Blacker Than a Moonless Night: Best in Noir

 

Film Noir. The term was coined in 1946 by French critic Nino Frank. He saw a mood change in the films coming out of the Post-War American cinema. Something darker, a trend of detectives, dangerous women and pot-boiler plots ripped from the pages of Raymond Chandler, Dashiell Hammett, and James M. Cain pulp
novels. Their words were coupled with international directors like Fritz Lang and Michael Curtiz who fled war-torn Europe for greener, less battle-scarred, terrain in Hollywood.

Usually set in the naked city, noir could also be rural on occasion. Mostly, it is identifiable by the heavily-stylized product on screen; hyper-exaggerated camera angles, flashbacks and shadows, lots and lots of shadows. There is also a healthy dose of German Expressionism, neo-realism, and throw backs to the gritty heist films of the 1930s. Throw in bits of Gothic theater and a decent slab of B-movie/documentary feel and you have a genre. The aforementioned badass women usually ended up hiring, and eventually betraying, the anti-hero.

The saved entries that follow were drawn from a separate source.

use crate::adapters::outbound::filesystem::{FileSystemWriter, StdoutPresenter};
use crate::ports::outbound::OutputPresenter;
use std::path::PathBuf;

/// Presenter type enumeration for factory pattern
#[derive(Debug, Clone, PartialEq, Eq)]
pub enum PresenterType {
    Stdout,
    File(PathBuf),
}

impl PresenterType {
    /// File output when a path is given, stdout otherwise
    pub fn from_output(output: Option<PathBuf>) -> Self {
        match output {
            Some(path) => PresenterType::File(path),
            None => PresenterType::Stdout,
        }
    }
}

/// Factory for creating output presenters
pub struct PresenterFactory;

impl PresenterFactory {
    /// Creates a presenter instance for the specified type
    ///
    /// # Examples
    /// ```
    /// use deptree::application::factories::{PresenterFactory, PresenterType};
    ///
    /// let presenter = PresenterFactory::create(PresenterType::Stdout);
    /// ```
    pub fn create(presenter_type: PresenterType) -> Box<dyn OutputPresenter> {
        match presenter_type {
            PresenterType::Stdout => Box::new(StdoutPresenter::new()),
            PresenterType::File(path) => Box::new(FileSystemWriter::new(path)),
        }
    }
}
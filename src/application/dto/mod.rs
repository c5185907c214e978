/// Data Transfer Objects for application layer
///
/// DTOs carry data between the CLI, the use case and the formatters,
/// keeping the resolution domain isolated.
mod output_format;
mod resolve_request;
mod resolve_response;

pub use output_format::OutputFormat;
pub use resolve_request::ResolveRequest;
pub use resolve_response::ResolveResponse;
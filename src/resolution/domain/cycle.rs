use super::PackageId;
use serde::Serialize;

/// A closed dependency path: the first and last identifiers are the same.
#[derive(Debug, Clone, PartialEq, Eq, Hash, Serialize)]
#[serde(transparent)]
pub struct Cycle(Vec<PackageId>);

impl Cycle {
    /// Wraps a closed path. Callers guarantee `path.first() == path.last()`.
    pub(crate) fn new(path: Vec<PackageId>) -> Self {
        debug_assert!(path.len() >= 2 && path.first() == path.last());
        Self(path)
    }

    pub fn packages(&self) -> &[PackageId] {
        &self.0
    }

    /// The package the cycle was entered through
    pub fn start(&self) -> &PackageId {
        &self.0[0]
    }

    /// Number of edges in the cycle
    pub fn len(&self) -> usize {
        self.0.len() - 1
    }

    pub fn is_empty(&self) -> bool {
        self.len() == 0
    }
}

impl std::fmt::Display for Cycle {
    fn fmt(&self, f: &mut std::fmt::Formatter<'_>) -> std::fmt::Result {
        let names: Vec<&str> = self.0.iter().map(PackageId::as_str).collect();
        write!(f, "{}", names.join(" -> "))
    }
}
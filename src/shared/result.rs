/// Crate-wide `Result` with `anyhow::Error` so adapters and the use case
/// can attach context while propagating with `?`.
pub type Result<T> = std::result::Result<T, anyhow::Error>;
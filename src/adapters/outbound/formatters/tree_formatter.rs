use crate::application::dto::ResolveResponse;
use crate::ports::outbound::GraphFormatter;
use crate::resolution::domain::{DependencyGraph, PackageId};
use crate::shared::Result;
use std::collections::{HashMap, HashSet, VecDeque};

/// Indentation added per tree level
const INDENT: &str = "  ";

/// Marker for a package whose subtree is printed elsewhere
const REPEATED_MARKER: &str = " (*)";

/// Marker for a package whose lookup failed
const UNRESOLVED_MARKER: &str = " (unresolved)";

/// TreeFormatter adapter for the indented level-order tree
///
/// Each package is placed under the parent that discovered it first in
/// breadth-first order, so its indentation equals its BFS level. Later
/// references to an already placed package (including edges that close a
/// cycle) are printed once more as a leaf marked `(*)`.
pub struct TreeFormatter;

/// Child list entry: the package and whether this edge owns its subtree
type TreeChildren<'g> = HashMap<&'g PackageId, Vec<(&'g PackageId, bool)>>;

impl TreeFormatter {
    pub fn new() -> Self {
        Self
    }

    /// Computes the BFS spanning tree of the graph from its root
    fn spanning_tree(graph: &DependencyGraph) -> TreeChildren<'_> {
        let mut children: TreeChildren<'_> = HashMap::new();
        let mut placed: HashSet<&PackageId> = HashSet::new();
        let mut queue: VecDeque<&PackageId> = VecDeque::new();

        placed.insert(graph.root());
        queue.push_back(graph.root());

        while let Some(node) = queue.pop_front() {
            let Some(dependencies) = graph.dependencies_of(node.as_str()) else {
                continue;
            };
            let entry = children.entry(node).or_default();
            for dep in dependencies {
                let owned = placed.insert(dep);
                entry.push((dep, owned));
                if owned {
                    queue.push_back(dep);
                }
            }
        }

        children
    }

    fn render_node(
        graph: &DependencyGraph,
        children: &TreeChildren<'_>,
        node: &PackageId,
        level: usize,
        output: &mut String,
    ) {
        Self::push_line(graph, node, level, "", output);

        let Some(entries) = children.get(node) else {
            return;
        };
        for (child, owned) in entries {
            if *owned {
                Self::render_node(graph, children, child, level + 1, output);
            } else {
                Self::push_line(graph, child, level + 1, REPEATED_MARKER, output);
            }
        }
    }

    fn push_line(
        graph: &DependencyGraph,
        node: &PackageId,
        level: usize,
        marker: &str,
        output: &mut String,
    ) {
        output.push_str(&INDENT.repeat(level));
        output.push_str(node.as_str());
        output.push_str(marker);
        if graph.unresolved().contains(node) {
            output.push_str(UNRESOLVED_MARKER);
        }
        output.push('\n');
    }
}

impl Default for TreeFormatter {
    fn default() -> Self {
        Self::new()
    }
}

impl GraphFormatter for TreeFormatter {
    fn format(&self, response: &ResolveResponse) -> Result<String> {
        let graph = &response.graph;
        let children = Self::spanning_tree(graph);

        let mut output = String::new();
        Self::render_node(graph, &children, graph.root(), 0, &mut output);
        Ok(output)
    }
}
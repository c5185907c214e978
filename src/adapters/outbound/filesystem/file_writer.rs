use crate::ports::outbound::OutputPresenter;
use crate::shared::error::DeptreeError;
use crate::shared::Result;
use std::fs;
use std::io::{self, Write};
use std::path::{Path, PathBuf};

/// FileSystemWriter adapter for writing the rendered graph to a file
pub struct FileSystemWriter {
    output_path: PathBuf,
}

impl FileSystemWriter {
    pub fn new(output_path: PathBuf) -> Self {
        Self { output_path }
    }

    fn write_error(&self, details: impl Into<String>) -> DeptreeError {
        DeptreeError::FileWriteError {
            path: self.output_path.clone(),
            details: details.into(),
        }
    }

    /// Validates that the parent directory exists before writing
    fn validate_parent_directory(&self) -> Result<()> {
        if let Some(parent) = self.output_path.parent() {
            if parent != Path::new("") && !parent.is_dir() {
                return Err(self
                    .write_error(format!("Parent directory does not exist: {}", parent.display()))
                    .into());
            }
        }
        Ok(())
    }

    /// Security: refuse to follow an existing symlink at the output path
    fn validate_output_security(&self) -> Result<()> {
        match fs::symlink_metadata(&self.output_path) {
            Ok(metadata) if metadata.is_symlink() => Err(self
                .write_error(
                    "Security: Output path is a symbolic link. For security reasons, writing to symbolic links is not allowed.",
                )
                .into()),
            Ok(_) => Ok(()),
            Err(e) if e.kind() == io::ErrorKind::NotFound => Ok(()),
            Err(e) => Err(self
                .write_error(format!("Failed to read file metadata: {}", e))
                .into()),
        }
    }
}

impl OutputPresenter for FileSystemWriter {
    fn present(&self, content: &str) -> Result<()> {
        self.validate_parent_directory()?;
        self.validate_output_security()?;

        fs::write(&self.output_path, content).map_err(|e| self.write_error(e.to_string()))?;

        eprintln!("✅ Output complete: {}", self.output_path.display());
        Ok(())
    }
}

/// StdoutPresenter adapter for writing the rendered graph to stdout
pub struct StdoutPresenter;

impl StdoutPresenter {
    pub fn new() -> Self {
        Self
    }
}

impl Default for StdoutPresenter {
    fn default() -> Self {
        Self::new()
    }
}

impl OutputPresenter for StdoutPresenter {
    fn present(&self, content: &str) -> Result<()> {
        let mut stdout = io::stdout().lock();
        stdout
            .write_all(content.as_bytes())
            .and_then(|_| stdout.flush())
            .map_err(|e| anyhow::anyhow!("Failed to write to stdout: {}", e))?;
        Ok(())
    }
}
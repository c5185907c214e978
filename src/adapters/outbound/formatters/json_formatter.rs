use crate::application::dto::ResolveResponse;
use crate::ports::outbound::GraphFormatter;
use crate::resolution::domain::{Cycle, PackageId};
use crate::shared::Result;
use indexmap::IndexMap;
use serde::Serialize;

/// Serialized shape of a resolution run
#[derive(Debug, Serialize)]
struct GraphDocument<'a> {
    root: &'a PackageId,
    dependencies: &'a IndexMap<PackageId, Vec<PackageId>>,
    cycles: &'a [Cycle],
    unresolved: &'a [PackageId],
}

/// JsonFormatter adapter for machine-readable output
///
/// Emits the adjacency mapping (keys in discovery order), the detected
/// cycles and the packages whose lookup failed.
pub struct JsonFormatter;

impl JsonFormatter {
    pub fn new() -> Self {
        Self
    }
}

impl Default for JsonFormatter {
    fn default() -> Self {
        Self::new()
    }
}

impl GraphFormatter for JsonFormatter {
    fn format(&self, response: &ResolveResponse) -> Result<String> {
        let document = GraphDocument {
            root: response.graph.root(),
            dependencies: response.graph.adjacency(),
            cycles: &response.cycles,
            unresolved: response.graph.unresolved(),
        };

        let mut json = serde_json::to_string_pretty(&document)
            .map_err(|e| anyhow::anyhow!("Failed to serialize graph to JSON: {}", e))?;
        json.push('\n');
        Ok(json)
    }
}
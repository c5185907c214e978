mod cli;

use clap::error::ErrorKind;
use clap::Parser;
use cli::Args;
use deptree::adapters::outbound::console::StderrProgressReporter;
use deptree::application::dto::ResolveRequest;
use deptree::application::factories::{
    FormatterFactory, PresenterFactory, PresenterType, SourceFactory,
};
use deptree::application::use_cases::ResolveDependenciesUseCase;
use deptree::config::{discover_config, load_config_from_path, ResolverConfig};
use deptree::ports::outbound::ProgressReporter;
use deptree::resolution::domain::Cycle;
use deptree::shared::error::ExitCode;
use deptree::shared::Result;
use std::process;
use tracing_subscriber::EnvFilter;

fn main() {
    let args = match Args::try_parse() {
        Ok(args) => args,
        Err(e) => {
            let code = match e.kind() {
                ErrorKind::DisplayHelp | ErrorKind::DisplayVersion => ExitCode::Success,
                _ => ExitCode::InvalidArguments,
            };
            let _ = e.print();
            process::exit(code.as_i32());
        }
    };

    init_tracing(args.verbose);

    match run(args) {
        Ok(code) => process::exit(code.as_i32()),
        Err(e) => {
            eprintln!("\n❌ An error occurred:\n");
            eprintln!("{}", e);

            // Display error chain
            let mut source = e.source();
            while let Some(err) = source {
                eprintln!("\nCaused by: {}", err);
                source = err.source();
            }

            eprintln!();
            process::exit(ExitCode::ApplicationError.as_i32());
        }
    }
}

/// Diagnostic logs go to stderr; `RUST_LOG` wins over `--verbose`
fn init_tracing(verbose: bool) {
    let default_level = if verbose { "debug" } else { "warn" };
    let filter =
        EnvFilter::try_from_default_env().unwrap_or_else(|_| EnvFilter::new(default_level));
    let _ = tracing_subscriber::fmt()
        .with_env_filter(filter)
        .with_writer(std::io::stderr)
        .with_target(false)
        .try_init();
}

fn run(args: Args) -> Result<ExitCode> {
    // Load configuration: explicit path, else auto-discovery
    let config_file = match &args.config {
        Some(path) => Some(load_config_from_path(path)?),
        None => discover_config(&std::env::current_dir()?)?,
    };
    let config = ResolverConfig::from_sources(config_file.as_ref(), &args.overrides())?;

    let progress_reporter = StderrProgressReporter::new();

    if args.show_config {
        progress_reporter.report("⚙️  Effective configuration:");
        for (key, value) in config.entries() {
            progress_reporter.report(&format!("   {}: {}", key, value));
        }
    }

    // Create adapters (Dependency Injection)
    progress_reporter.report(&SourceFactory::progress_message(&config));
    let (dependency_source, load_error) = SourceFactory::create(&config)?;
    if let Some(reason) = load_error {
        progress_reporter.report_error(&format!(
            "⚠️  Warning: Fixture could not be loaded, every lookup will fail: {}",
            reason
        ));
    }

    // Execute use case
    let use_case = ResolveDependenciesUseCase::new(dependency_source, &progress_reporter);
    let request = ResolveRequest::new(config.package.clone(), config.max_depth);
    let response = use_case.execute(request)?;

    // Format and present output
    let format = args.output_format(config.tree_output);
    progress_reporter.report(FormatterFactory::progress_message(format));
    let formatted_output = FormatterFactory::create(format).format(&response)?;

    let presenter = PresenterFactory::create(PresenterType::from_output(args.output.clone()));
    presenter.present(&formatted_output)?;

    report_cycles(&progress_reporter, &response.cycles);

    if response.has_cycles() && args.fail_on_cycles {
        return Ok(ExitCode::CyclesDetected);
    }
    Ok(ExitCode::Success)
}

fn report_cycles(reporter: &impl ProgressReporter, cycles: &[Cycle]) {
    if cycles.is_empty() {
        return;
    }
    reporter.report_error(&format!(
        "⚠️  Warning: {} circular dependency chain(s) detected:",
        cycles.len()
    ));
    for cycle in cycles {
        reporter.report_error(&format!("   - {}", cycle));
    }
}
/// Formatter adapters for the supported output formats
mod json_formatter;
mod list_formatter;
mod tree_formatter;

pub use json_formatter::JsonFormatter;
pub use list_formatter::ListFormatter;
pub use tree_formatter::TreeFormatter;
/// Mock implementations for testing
mod mock_dependency_source;
mod mock_progress_reporter;

pub use mock_dependency_source::MockDependencySource;
pub use mock_progress_reporter::MockProgressReporter;
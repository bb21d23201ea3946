//! Basic blocks of the method control-flow graph.
//!
//! Blocks live in one owned, growable table per method compilation; every
//! edge (predecessor, successor, immediate dominator) is a [`BlockId`]
//! resolved through the owning [`MirMethod`](crate::mir::MirMethod), never a
//! pointer. This keeps the cyclic graph free of lifetime ambiguity while
//! preserving O(1) access.
//!
//! Dominator state (dominator bit-set, immediate dominator, dominance
//! frontier) is stored on the block and written in place by the analyses in
//! [`crate::analysis`].

use std::fmt;

use fixedbitset::FixedBitSet;

use crate::mir::Instruction;

/// Index of a basic block in the method's block table.
#[derive(Clone, Copy, PartialEq, Eq, Hash, PartialOrd, Ord)]
pub struct BlockId(u32);

impl BlockId {
    /// Creates a new block id.
    #[must_use]
    pub const fn new(index: u32) -> Self {
        Self(index)
    }

    /// Returns the underlying index into the block table.
    #[must_use]
    pub const fn index(self) -> usize {
        self.0 as usize
    }
}

impl fmt::Debug for BlockId {
    fn fmt(&self, f: &mut fmt::Formatter<'_>) -> fmt::Result {
        write!(f, "B{}", self.0)
    }
}

impl fmt::Display for BlockId {
    fn fmt(&self, f: &mut fmt::Formatter<'_>) -> fmt::Result {
        write!(f, "B{}", self.0)
    }
}

/// The role of a block in the graph.
#[derive(Debug, Clone, Copy, PartialEq, Eq)]
pub enum BlockKind {
    /// Placeholder for a removed block; carries nothing.
    Null,
    /// The unique synthetic entry block.
    Entry,
    /// The unique synthetic exit block.
    Exit,
    /// An ordinary code block.
    Code,
}

/// One basic block: edges, analysis state, and the ordered instruction list.
///
/// Successor edges distinguish the fall-through edge, the taken edge of a
/// conditional branch, and any additional switch/catch targets. Predecessors
/// are maintained as the mirror of all successor edges; the two directions
/// are kept mutually consistent by construction and checked by
/// [`MirMethod::verify`](crate::mir::MirMethod::verify).
#[derive(Debug, Clone)]
pub struct BasicBlock {
    id: BlockId,
    kind: BlockKind,
    predecessors: Vec<BlockId>,
    fall_through: Option<BlockId>,
    taken: Option<BlockId>,
    extra_targets: Vec<BlockId>,
    hidden: bool,
    catch_entry: bool,
    /// Blocks dominating this one (self included). Empty until computed.
    pub(crate) dominators: FixedBitSet,
    /// Immediate dominator; `None` for the entry block and for blocks not yet
    /// processed.
    pub(crate) idom: Option<BlockId>,
    /// Dominance frontier. Empty until computed.
    pub(crate) dominance_frontier: FixedBitSet,
    instructions: Vec<Instruction>,
}

impl BasicBlock {
    /// Creates a new block of the given kind.
    #[must_use]
    pub fn new(id: BlockId, kind: BlockKind) -> Self {
        Self {
            id,
            kind,
            predecessors: Vec::new(),
            fall_through: None,
            taken: None,
            extra_targets: Vec::new(),
            hidden: false,
            catch_entry: false,
            dominators: FixedBitSet::new(),
            idom: None,
            dominance_frontier: FixedBitSet::new(),
            instructions: Vec::new(),
        }
    }

    /// Returns the block id.
    #[must_use]
    pub const fn id(&self) -> BlockId {
        self.id
    }

    /// Returns the block kind.
    #[must_use]
    pub const fn kind(&self) -> BlockKind {
        self.kind
    }

    /// Returns the predecessor ids.
    #[must_use]
    pub fn predecessors(&self) -> &[BlockId] {
        &self.predecessors
    }

    /// Returns the fall-through successor.
    #[must_use]
    pub const fn fall_through(&self) -> Option<BlockId> {
        self.fall_through
    }

    /// Returns the taken successor of a conditional branch.
    #[must_use]
    pub const fn taken(&self) -> Option<BlockId> {
        self.taken
    }

    /// Returns additional switch/catch targets.
    #[must_use]
    pub fn extra_targets(&self) -> &[BlockId] {
        &self.extra_targets
    }

    /// Iterates over all successor ids in edge order.
    pub fn successors(&self) -> impl Iterator<Item = BlockId> + '_ {
        self.fall_through
            .into_iter()
            .chain(self.taken)
            .chain(self.extra_targets.iter().copied())
    }

    /// Returns `true` if the block was unreached by the DFS ordering and is
    /// excluded from all further analysis.
    #[must_use]
    pub const fn is_hidden(&self) -> bool {
        self.hidden
    }

    /// Returns `true` if the block is the entry of a catch handler.
    #[must_use]
    pub const fn is_catch_entry(&self) -> bool {
        self.catch_entry
    }

    /// Returns the immediate dominator, or `None` for the entry block.
    ///
    /// Also `None` for hidden blocks and before dominator computation.
    #[must_use]
    pub const fn immediate_dominator(&self) -> Option<BlockId> {
        self.idom
    }

    /// Returns the dominator bit-set (self included). Empty until computed.
    #[must_use]
    pub const fn dominators(&self) -> &FixedBitSet {
        &self.dominators
    }

    /// Returns the dominance frontier bit-set. Empty until computed.
    #[must_use]
    pub const fn dominance_frontier(&self) -> &FixedBitSet {
        &self.dominance_frontier
    }

    /// Returns the ordered instruction list.
    #[must_use]
    pub fn instructions(&self) -> &[Instruction] {
        &self.instructions
    }

    /// Returns the ordered instruction list for mutation.
    pub fn instructions_mut(&mut self) -> &mut Vec<Instruction> {
        &mut self.instructions
    }

    /// Returns the terminating instruction, if the block has one.
    #[must_use]
    pub fn terminator(&self) -> Option<&Instruction> {
        self.instructions.last().filter(|i| i.opcode().is_terminator())
    }

    /// Appends an instruction.
    pub fn push(&mut self, instruction: Instruction) {
        self.instructions.push(instruction);
    }

    pub(crate) fn set_fall_through(&mut self, target: Option<BlockId>) {
        self.fall_through = target;
    }

    pub(crate) fn set_taken(&mut self, target: Option<BlockId>) {
        self.taken = target;
    }

    pub(crate) fn add_extra_target(&mut self, target: BlockId) {
        self.extra_targets.push(target);
    }

    pub(crate) fn add_predecessor(&mut self, pred: BlockId) {
        self.predecessors.push(pred);
    }

    pub(crate) fn retain_predecessors<F: FnMut(BlockId) -> bool>(&mut self, mut keep: F) {
        self.predecessors.retain(|&p| keep(p));
    }

    pub(crate) fn set_hidden(&mut self, hidden: bool) {
        self.hidden = hidden;
    }

    pub(crate) fn set_catch_entry(&mut self) {
        self.catch_entry = true;
    }
}

impl fmt::Display for BasicBlock {
    fn fmt(&self, f: &mut fmt::Formatter<'_>) -> fmt::Result {
        write!(f, "{}:", self.id)?;
        if self.catch_entry {
            write!(f, " (catch)")?;
        }
        if self.hidden {
            write!(f, " (hidden)")?;
        }
        writeln!(f)?;
        for instr in &self.instructions {
            writeln!(f, "  {instr}")?;
        }
        Ok(())
    }
}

He was most always a gumshoe, a private eye, or a term that is so odd in today’s slang it seems insulting, a dick. The heyday of film noir was most likely 1940-58, but there are still moments on the screen that the genre peaks through.

Below is a dozen films that feature the misfits, the derelicts, the unwanted, unwashed and unethical. In other words, welcome to the seedy underbelly of humanity.

 

The Maltese Falcon (1941)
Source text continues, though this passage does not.